Zum Finallauf öffnete dann der Himmel seine Schleusen. Regen und der Gegenwind auf der Bahn taten ihr Übriges. Viele LAZ-Freunde und Sportler warteten gespannt auf den Startschuss. „Zu solchen Events sind wir immer mit mehreren Bussen gefahren, das war immer eine tolle Atmosphäre“, sagt Schnelting, der seit 1999 Mitglied im Rheder Leichtathletikzentrum (LAZ) ist.
Und Schnelting kam gut aus den Startlöchern, immer im Kopf, in den ersten 50 Metern das Tempo hochzuziehen, um dann eine gewisse Lockerheit auf den zweiten 50 Metern und in der Kurve zu bekommen, wie er berichtet. „Und dann nach der Kurve auf den letzten 100 Metern geht’s ab. Ich konnte super hochschalten und es war ein wahnsinniges Gefühl, an den Gegnern vorbeizufliegen.“
Was ging in seinem Kopf vor, als er die Ziellinie als Nummer eins überquert hatte? „Ich dachte nur: Verrückte Welt, jetzt habe ich auch noch gewonnen“, lacht er und fügt hinzu: „Natürlich haben wir alle zusammen gefeiert, keine Frage.“
Dabei war die Stimmung im Vorfeld der deutschen Meisterschaft sogar ein wenig gedrückt. Bei der U23-Europameisterschaft eine Woche zuvor stürzten Schnelting und sein Mitläufer bei der 4 × 100 Meter Staffel. Er selbst hatte noch beim Wettkampf in Erfurt Schrammen an beiden Armen. Er sagt: „Wenn man sich mit 30, 40 kmh verhakt und auf die Bahn knallt, dann merkt man das schon. Minimal war ich dadurch gefrustet, aber das hat an dem Tag in Erfurt zu den Wettkämpfen bei mir absolut keine Rolle mehr gespielt.“
Eine große Rolle spielt in Schnelting’s Leben aber der Umgang mit der Krankheit Diabetes. Er selbst lebt seit 1991 mit Diabetes Typ I. Kurz vor dem Gespräch mit dem BBV war er von einem Segeltörn mit den „Diabetes Kids“ und Eltern heimgekehrt, Ziel der 40 Personen waren die Niederlande.
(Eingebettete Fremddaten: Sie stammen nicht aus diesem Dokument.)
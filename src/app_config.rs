use anyhow::{anyhow, Context, Result};
use log::{info, LevelFilter};
use serde::{Deserialize, Serialize};
use std::default::Default;
use std::fs;
use std::path::{Path, PathBuf};

use crate::language_utils;

/// Application configuration module
/// This module handles the application configuration including loading,
/// validating and saving configuration settings.
/// Represents the application configuration
#[derive(Debug, Serialize, Deserialize, Clone)]
pub struct Config {
    /// Source language code (ISO)
    pub source_language: String,

    /// Target language code (ISO)
    pub target_language: String,

    /// SQLite database file; the user data directory is used when absent
    #[serde(default)]
    pub database_path: Option<PathBuf>,

    /// Translation config
    #[serde(default)]
    pub translation: TranslationConfig,

    /// Log level
    #[serde(default)]
    pub log_level: LogLevel,
}

/// Translation provider type
#[derive(Debug, Serialize, Deserialize, Clone, Copy, PartialEq, Default)]
#[serde(rename_all = "lowercase")]
pub enum TranslationProvider {
    // @provider: Ollama (OpenAI-compatible endpoint)
    #[default]
    Ollama,
    // @provider: OpenAI
    OpenAI,
    // @provider: Anthropic
    Anthropic,
    // @provider: LM Studio (OpenAI-compatible local server)
    LMStudio,
    // @provider: Offline mock translator for dry runs
    Mock,
}

impl TranslationProvider {
    // @returns: Capitalized provider name
    pub fn display_name(&self) -> &str {
        match self {
            Self::Ollama => "Ollama",
            Self::OpenAI => "OpenAI",
            Self::Anthropic => "Anthropic",
            Self::LMStudio => "LM Studio",
            Self::Mock => "Mock",
        }
    }

    // @returns: Lowercase provider identifier
    pub fn to_lowercase_string(&self) -> String {
        match self {
            Self::Ollama => "ollama".to_string(),
            Self::OpenAI => "openai".to_string(),
            Self::Anthropic => "anthropic".to_string(),
            Self::LMStudio => "lmstudio".to_string(),
            Self::Mock => "mock".to_string(),
        }
    }

    /// Whether the provider talks to a remote service that needs a key
    pub fn requires_api_key(&self) -> bool {
        matches!(self, Self::OpenAI | Self::Anthropic)
    }
}

// Implement Display trait for TranslationProvider
impl std::fmt::Display for TranslationProvider {
    fn fmt(&self, f: &mut std::fmt::Formatter<'_>) -> std::fmt::Result {
        write!(f, "{}", self.to_lowercase_string())
    }
}

// Implement FromStr trait for TranslationProvider
impl std::str::FromStr for TranslationProvider {
    type Err = anyhow::Error;

    fn from_str(s: &str) -> Result<Self> {
        match s.to_lowercase().as_str() {
            "ollama" => Ok(Self::Ollama),
            "openai" => Ok(Self::OpenAI),
            "anthropic" => Ok(Self::Anthropic),
            "lmstudio" => Ok(Self::LMStudio),
            "mock" => Ok(Self::Mock),
            _ => Err(anyhow!("Invalid provider type: {}", s)),
        }
    }
}

/// Provider configuration wrapper
#[derive(Debug, Serialize, Deserialize, Clone)]
pub struct ProviderConfig {
    // @field: Provider type identifier
    #[serde(rename = "type")]
    pub provider_type: String,

    // @field: Model name
    #[serde(default = "String::new")]
    pub model: String,

    // @field: API key
    #[serde(default = "String::new")]
    pub api_key: String,

    // @field: Service URL
    #[serde(default = "String::new")]
    pub endpoint: String,

    // @field: Timeout seconds
    #[serde(default = "default_timeout_secs")]
    pub timeout_secs: u64,
}

impl ProviderConfig {
    // @param provider_type: Provider enum
    // @returns: Provider config with defaults
    pub fn new(provider_type: TranslationProvider) -> Self {
        Self {
            provider_type: provider_type.to_lowercase_string(),
            model: default_model(provider_type),
            api_key: String::new(),
            endpoint: default_endpoint(provider_type),
            timeout_secs: default_timeout_secs(),
        }
    }
}

/// Translation service configuration
#[derive(Debug, Serialize, Deserialize, Clone)]
pub struct TranslationConfig {
    /// Translation provider to use
    #[serde(default)]
    pub provider: TranslationProvider,

    /// Available translation providers
    #[serde(default)]
    pub available_providers: Vec<ProviderConfig>,

    /// Common translation settings
    #[serde(default)]
    pub common: TranslationCommonConfig,
}

/// Common translation settings applicable to all providers
#[derive(Debug, Serialize, Deserialize, Clone)]
pub struct TranslationCommonConfig {
    /// System prompt template for translation
    /// Placeholders: {source_language}, {target_language}
    #[serde(default = "default_system_prompt")]
    pub system_prompt: String,

    /// Retry count for failed requests
    #[serde(default = "default_retry_count")]
    pub retry_count: u32,

    /// Fixed delay between attempts (in milliseconds)
    #[serde(default = "default_retry_delay_ms")]
    pub retry_delay_ms: u64,

    /// Maximum number of requests in flight
    #[serde(default = "default_concurrent_requests")]
    pub concurrent_requests: usize,

    /// Temperature parameter for text generation (0.0 to 2.0)
    /// Lower values make output more deterministic, higher values more creative
    #[serde(default = "default_temperature")]
    pub temperature: f32,
}

impl Default for TranslationCommonConfig {
    fn default() -> Self {
        Self {
            system_prompt: default_system_prompt(),
            retry_count: default_retry_count(),
            retry_delay_ms: default_retry_delay_ms(),
            concurrent_requests: default_concurrent_requests(),
            temperature: default_temperature(),
        }
    }
}

/// Log verbosity level
#[derive(Debug, Serialize, Deserialize, Clone, Copy, PartialEq, Default)]
#[serde(rename_all = "lowercase")]
pub enum LogLevel {
    Error,
    Warn,
    #[default]
    Info,
    Debug,
    Trace,
}

impl LogLevel {
    /// Matching `log` filter
    pub fn to_level_filter(self) -> LevelFilter {
        match self {
            LogLevel::Error => LevelFilter::Error,
            LogLevel::Warn => LevelFilter::Warn,
            LogLevel::Info => LevelFilter::Info,
            LogLevel::Debug => LevelFilter::Debug,
            LogLevel::Trace => LevelFilter::Trace,
        }
    }
}

impl std::str::FromStr for LogLevel {
    type Err = anyhow::Error;

    fn from_str(s: &str) -> Result<Self> {
        match s.to_lowercase().as_str() {
            "error" => Ok(LogLevel::Error),
            "warn" | "warning" => Ok(LogLevel::Warn),
            "info" => Ok(LogLevel::Info),
            "debug" => Ok(LogLevel::Debug),
            "trace" => Ok(LogLevel::Trace),
            _ => Err(anyhow!("Invalid log level: {}", s)),
        }
    }
}

fn default_concurrent_requests() -> usize {
    4
}

fn default_timeout_secs() -> u64 {
    60
}

fn default_retry_count() -> u32 {
    3
}

fn default_retry_delay_ms() -> u64 {
    1000
}

fn default_temperature() -> f32 {
    0.3
}

fn default_endpoint(provider: TranslationProvider) -> String {
    match provider {
        // Ollama serves the OpenAI-compatible API under /v1
        TranslationProvider::Ollama => "http://localhost:11434/v1".to_string(),
        TranslationProvider::OpenAI => "https://api.openai.com/v1".to_string(),
        TranslationProvider::Anthropic => "https://api.anthropic.com".to_string(),
        TranslationProvider::LMStudio => "http://localhost:1234/v1".to_string(),
        TranslationProvider::Mock => String::new(),
    }
}

fn default_model(provider: TranslationProvider) -> String {
    match provider {
        TranslationProvider::Ollama => "llama3".to_string(),
        TranslationProvider::OpenAI => "gpt-4o-mini".to_string(),
        TranslationProvider::Anthropic => "claude-3-haiku-20240307".to_string(),
        // Placeholder; users should set to the loaded model name in LM Studio
        TranslationProvider::LMStudio => "local-model".to_string(),
        TranslationProvider::Mock => "echo".to_string(),
    }
}

fn default_system_prompt() -> String {
    "You are a professional video game translator. Translate the dialogue line from {source_language} to {target_language}. Keep the tone of the speaker and the length of the line close to the original.".to_string()
}

impl Config {
    /// Load the configuration file, writing the defaults when it does not exist
    pub fn load_or_create<P: AsRef<Path>>(path: P) -> Result<Self> {
        let path = path.as_ref();

        if !path.exists() {
            let config = Config::default();
            config.save(path)?;
            info!("Created default configuration at {}", path.display());
            return Ok(config);
        }

        let content = fs::read_to_string(path)
            .with_context(|| format!("Failed to read configuration file: {}", path.display()))?;
        let config: Config = serde_json::from_str(&content)
            .with_context(|| format!("Failed to parse configuration file: {}", path.display()))?;

        Ok(config)
    }

    /// Write the configuration as pretty JSON
    pub fn save<P: AsRef<Path>>(&self, path: P) -> Result<()> {
        let path = path.as_ref();
        if let Some(parent) = path.parent().filter(|p| !p.as_os_str().is_empty()) {
            fs::create_dir_all(parent)
                .with_context(|| format!("Failed to create directory: {}", parent.display()))?;
        }

        let content = serde_json::to_string_pretty(self)?;
        fs::write(path, content)
            .with_context(|| format!("Failed to write configuration file: {}", path.display()))?;
        Ok(())
    }

    /// Validate the configuration for consistency and required values
    pub fn validate(&self) -> Result<()> {
        // Validate languages
        language_utils::validate_language_code(&self.source_language)?;
        language_utils::validate_language_code(&self.target_language)?;
        if language_utils::language_codes_match(&self.source_language, &self.target_language) {
            return Err(anyhow!(
                "Source and target language are the same: {} / {}",
                self.source_language,
                self.target_language
            ));
        }

        let common = &self.translation.common;
        if common.concurrent_requests == 0 {
            return Err(anyhow!("concurrent_requests must be at least 1"));
        }
        if !(0.0..=2.0).contains(&common.temperature) {
            return Err(anyhow!("temperature must be between 0.0 and 2.0, got {}", common.temperature));
        }

        let provider = self.translation.provider;
        if provider != TranslationProvider::Mock {
            let endpoint = self.translation.get_endpoint();
            url::Url::parse(&endpoint)
                .with_context(|| format!("Invalid endpoint URL for {}: {}", provider.display_name(), endpoint))?;
        }

        // Validate API key for hosted providers
        if provider.requires_api_key() && self.translation.get_api_key().is_empty() {
            return Err(anyhow!(
                "Translation API key is required for {} provider",
                provider.display_name()
            ));
        }

        Ok(())
    }

    /// Database location, falling back to the user data directory
    pub fn resolved_database_path(&self) -> Result<PathBuf> {
        match &self.database_path {
            Some(path) => Ok(path.clone()),
            None => crate::database::DatabaseConnection::default_database_path(),
        }
    }
}

/// Default implementation for Config
impl Default for Config {
    fn default() -> Self {
        Config {
            source_language: "en".to_string(),
            target_language: "fr".to_string(),
            database_path: None,
            translation: TranslationConfig::default(),
            log_level: LogLevel::default(),
        }
    }
}

impl TranslationConfig {
    /// Get the active provider configuration from the available_providers array
    pub fn get_active_provider_config(&self) -> Option<&ProviderConfig> {
        self.get_provider_config(&self.provider)
    }

    /// Get a specific provider configuration by type
    pub fn get_provider_config(&self, provider_type: &TranslationProvider) -> Option<&ProviderConfig> {
        let provider_str = provider_type.to_lowercase_string();
        self.available_providers.iter().find(|p| p.provider_type == provider_str)
    }

    /// Get the model for the active provider
    pub fn get_model(&self) -> String {
        self.get_active_provider_config()
            .map(|p| p.model.clone())
            .filter(|m| !m.is_empty())
            .unwrap_or_else(|| default_model(self.provider))
    }

    /// Get the API key for the active provider
    pub fn get_api_key(&self) -> String {
        self.get_active_provider_config()
            .map(|p| p.api_key.clone())
            .unwrap_or_default()
    }

    /// Get the endpoint for the active provider
    pub fn get_endpoint(&self) -> String {
        self.get_active_provider_config()
            .map(|p| p.endpoint.clone())
            .filter(|e| !e.is_empty())
            .unwrap_or_else(|| default_endpoint(self.provider))
    }

    /// Get the request timeout for the active provider
    pub fn get_timeout_secs(&self) -> u64 {
        self.get_active_provider_config()
            .map(|p| p.timeout_secs)
            .filter(|t| *t > 0)
            .unwrap_or_else(default_timeout_secs)
    }
}

impl Default for TranslationConfig {
    fn default() -> Self {
        Self {
            provider: TranslationProvider::default(),
            available_providers: vec![
                ProviderConfig::new(TranslationProvider::Ollama),
                ProviderConfig::new(TranslationProvider::OpenAI),
                ProviderConfig::new(TranslationProvider::Anthropic),
                ProviderConfig::new(TranslationProvider::LMStudio),
            ],
            common: TranslationCommonConfig::default(),
        }
    }
}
„Das war eine sehr spannende Sache und das Event einfach der Hammer“, berichtet der Oedinger. Schnelting hat dort auch über den Umgang mit Diabetes im Sport referiert – eine Sache die dem Vetriebsleiter der Medizintechnik im Bereich Diabetes sehr am Herzen liegt. „Irgendwie hat man als Betroffener ja immer mal mit Sport zu tun, sei es im Schulbereich. Und ich gebe sehr gerne Hilfestellungen und berichte da über meine eigenen Erfahrungen im Leistungssport und im Alltag“, so Schnelting.
Leistungssport betreibt Daniel Schnelting nicht mehr, aber zum Training beim LAZ Rhede geht er nach wie vor und auch immer noch gerne. „Ich liebe den Sport einfach und ich bin ein Wettkampftyp. Ohne geht es einfach nicht“, sagt er mit einem Augenzwinkern.